Две женщины стояли справа от двери. Всё та же неприязнь охватила Перкена при виде цветочков той, что была поменьше ростом, и её лица с нежными губами; томная нега стала ему теперь ненавистна. Он сразу сделал знак подойти другой, не успев даже взглянуть на неё. Маленькая ушла.

В воздухе всё замерло, словно время остановилось, словно в тишине, подвластной азиатской неподвижности этого лица с тонким, изогнутым носом, живыми были только дрожащие пальцы Перкена. То было не желание и не лихорадка, хотя по нестерпимой яркости всего окружающего он чувствовал, как поднимается температура, то была дрожь игрока. В тот вечер он не боялся оказаться бессильным; но, несмотря на человеческий запах, к которому он приобщался, им снова овладевала тревога.

Раздевшись, она легла, её тело без волос смутно проступало в полумраке с едва заметным бугорком у начала ног и глазами, от которых он не мог оторваться, всё ещё не устав безуспешно искать в них отражение волнующей беспомощности наготы. Она закрыла глаза, чтобы ускользнуть из-под его власти, порождённой непонятными ей чувствами; привыкнув подчиняться желаниям мужчин, но зачарованная нарождавшейся в этом абсолютном безмолвии атмосферой и взглядом, не отрывавшимся от неё, она ждала. Принужденная из-за подушек слегка раздвинуть ноги и раскинуть руки, полуоткрыв рот, она, казалось, пыталась воссоздать собственное своё желание, вызвать его утоление медленным колыханием груди. Движение их заполнило комнату, неизменно повторяемое и такое похожее, учащавшееся каждый раз, как начиналось вновь. Оно спадало, как волна, потом постепенно набирало силу; мускулы напряглись, и все тёмные пустоты расширились. Когда он просунул под неё руку и ей пришлось помочь ему, он почувствовал, что страх покидает её; она оперлась на его бедро, чтобы слегка передвинуться; жёлтый отблеск, словно удар хлыста, скользнул на какую-то долю секунды по её крупу и исчез между ног. Тепло её тела слилось с его собственным. Вдруг она закусила губы, подчёркивая этим ничтожнейшим проявлением своей воли невозможность сдержать колыхания груди.

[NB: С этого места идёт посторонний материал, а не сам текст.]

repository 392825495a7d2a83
pub mod http;
use std::fmt;

use chrono::DateTime;
use chrono::Utc;
use serde::Deserialize;
use serde::Serialize;
use uuid::Uuid;

use crate::credential::errors::PasswordValidationError;
use crate::credential::errors::UserIdError;

pub use auth::TokenResponse;

/// Identity unique identifier type
///
/// Generated by the client (or by `POST /user`) before creation; immutable afterwards.
#[derive(Debug, Clone, Copy, PartialEq, Eq, Hash, Serialize, Deserialize)]
#[serde(transparent)]
pub struct UserId(pub Uuid);

impl UserId {
    /// Generate a new random user ID.
    ///
    /// # Returns
    /// UserId with random UUID v4
    pub fn new() -> Self {
        Self(Uuid::new_v4())
    }

    /// Parse a user ID from string.
    ///
    /// # Arguments
    /// * `s` - UUID string to parse
    ///
    /// # Returns
    /// Parsed UserId
    ///
    /// # Errors
    /// * `InvalidFormat` - String is not a valid UUID
    pub fn from_string(s: &str) -> Result<Self, UserIdError> {
        Uuid::parse_str(s)
            .map(UserId)
            .map_err(|e| UserIdError::InvalidFormat(e.to_string()))
    }
}

impl Default for UserId {
    fn default() -> Self {
        Self::new()
    }
}

impl fmt::Display for UserId {
    fn fmt(&self, f: &mut fmt::Formatter<'_>) -> fmt::Result {
        self.0.fmt(f)
    }
}

impl From<Uuid> for UserId {
    fn from(uuid: Uuid) -> Self {
        Self(uuid)
    }
}

/// Plaintext password supplied by a caller.
///
/// Only guaranteed to be non-empty; never stored and never logged.
#[derive(Clone, PartialEq, Eq)]
pub struct Password(String);

impl Password {
    /// Wrap a plaintext password.
    ///
    /// # Errors
    /// * `Empty` - Password is the empty string
    pub fn new(password: String) -> Result<Self, PasswordValidationError> {
        if password.is_empty() {
            return Err(PasswordValidationError::Empty);
        }
        Ok(Self(password))
    }

    pub fn as_str(&self) -> &str {
        &self.0
    }
}

impl fmt::Debug for Password {
    fn fmt(&self, f: &mut fmt::Formatter<'_>) -> fmt::Result {
        f.write_str("Password(***)")
    }
}

/// Stored identity record.
///
/// `password_digest` is always `hash(password, salt)`, never the plaintext.
/// Owned by the credential store; the service builds it once at creation.
#[derive(Debug, Clone, PartialEq, Eq)]
pub struct Identity {
    pub id: UserId,
    pub password_digest: String,
    pub salt: String,
    pub created_on: DateTime<Utc>,
    pub last_login: DateTime<Utc>,
    pub is_bootstrapped: bool,
}

/// Salt and digest pair read back from storage for verification.
#[derive(Debug, Clone, PartialEq, Eq)]
pub struct StoredPassword {
    pub password_digest: String,
    pub salt: String,
}

/// Identity seeded from configuration at startup.
#[derive(Debug, Clone)]
pub struct BootstrapUser {
    pub id: UserId,
    pub password: Password,
}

На расстоянии десяти сантиметров он смотрел на это лицо с голубоватыми веками, как на маску, почти отстраняясь от неистовых ощущений, заставлявших его прижиматься к этому телу, которым он обладал, словно нанося удары. Средоточием и лица, и женщины был её напряжённый рот. Внезапно пухлые губы раскрылись, вздрагивая на зубах, и, словно зародившись там, долгая дрожь пробежала по всему напряжённому телу, нечеловеческая и неподвижная, подобная трансу деревьев под палящим зноем. Жизнь лица по-прежнему отражал только рот, хотя каждое движение Перкена сопровождалось поскрёбыванием ногтя по простыне. От исступленной дрожи палец, устремлённый в пустоту, перестал касаться постели. Рот закрылся, как закрылись бы веки. Несмотря на сведённые уголки губ, тело это, исполненное собственного трепетного безумия, безнадёжно отдалялось от него; никогда, никогда не узнать ему ощущений этой женщины, никогда не найти ему в сотрясавшем его яростном исступлении ничего, кроме худшей из разлук. Обладать можно только тем, кого любишь. Захваченный своим движением, не имея возможности напомнить о себе, даже оторвавшись от неё, он тоже закрыл глаза, припадая к себе самому, точно к яду, опьянев от собственной необузданной силы, уничтожавшей это безымянное лицо, толкавшее его к смерти.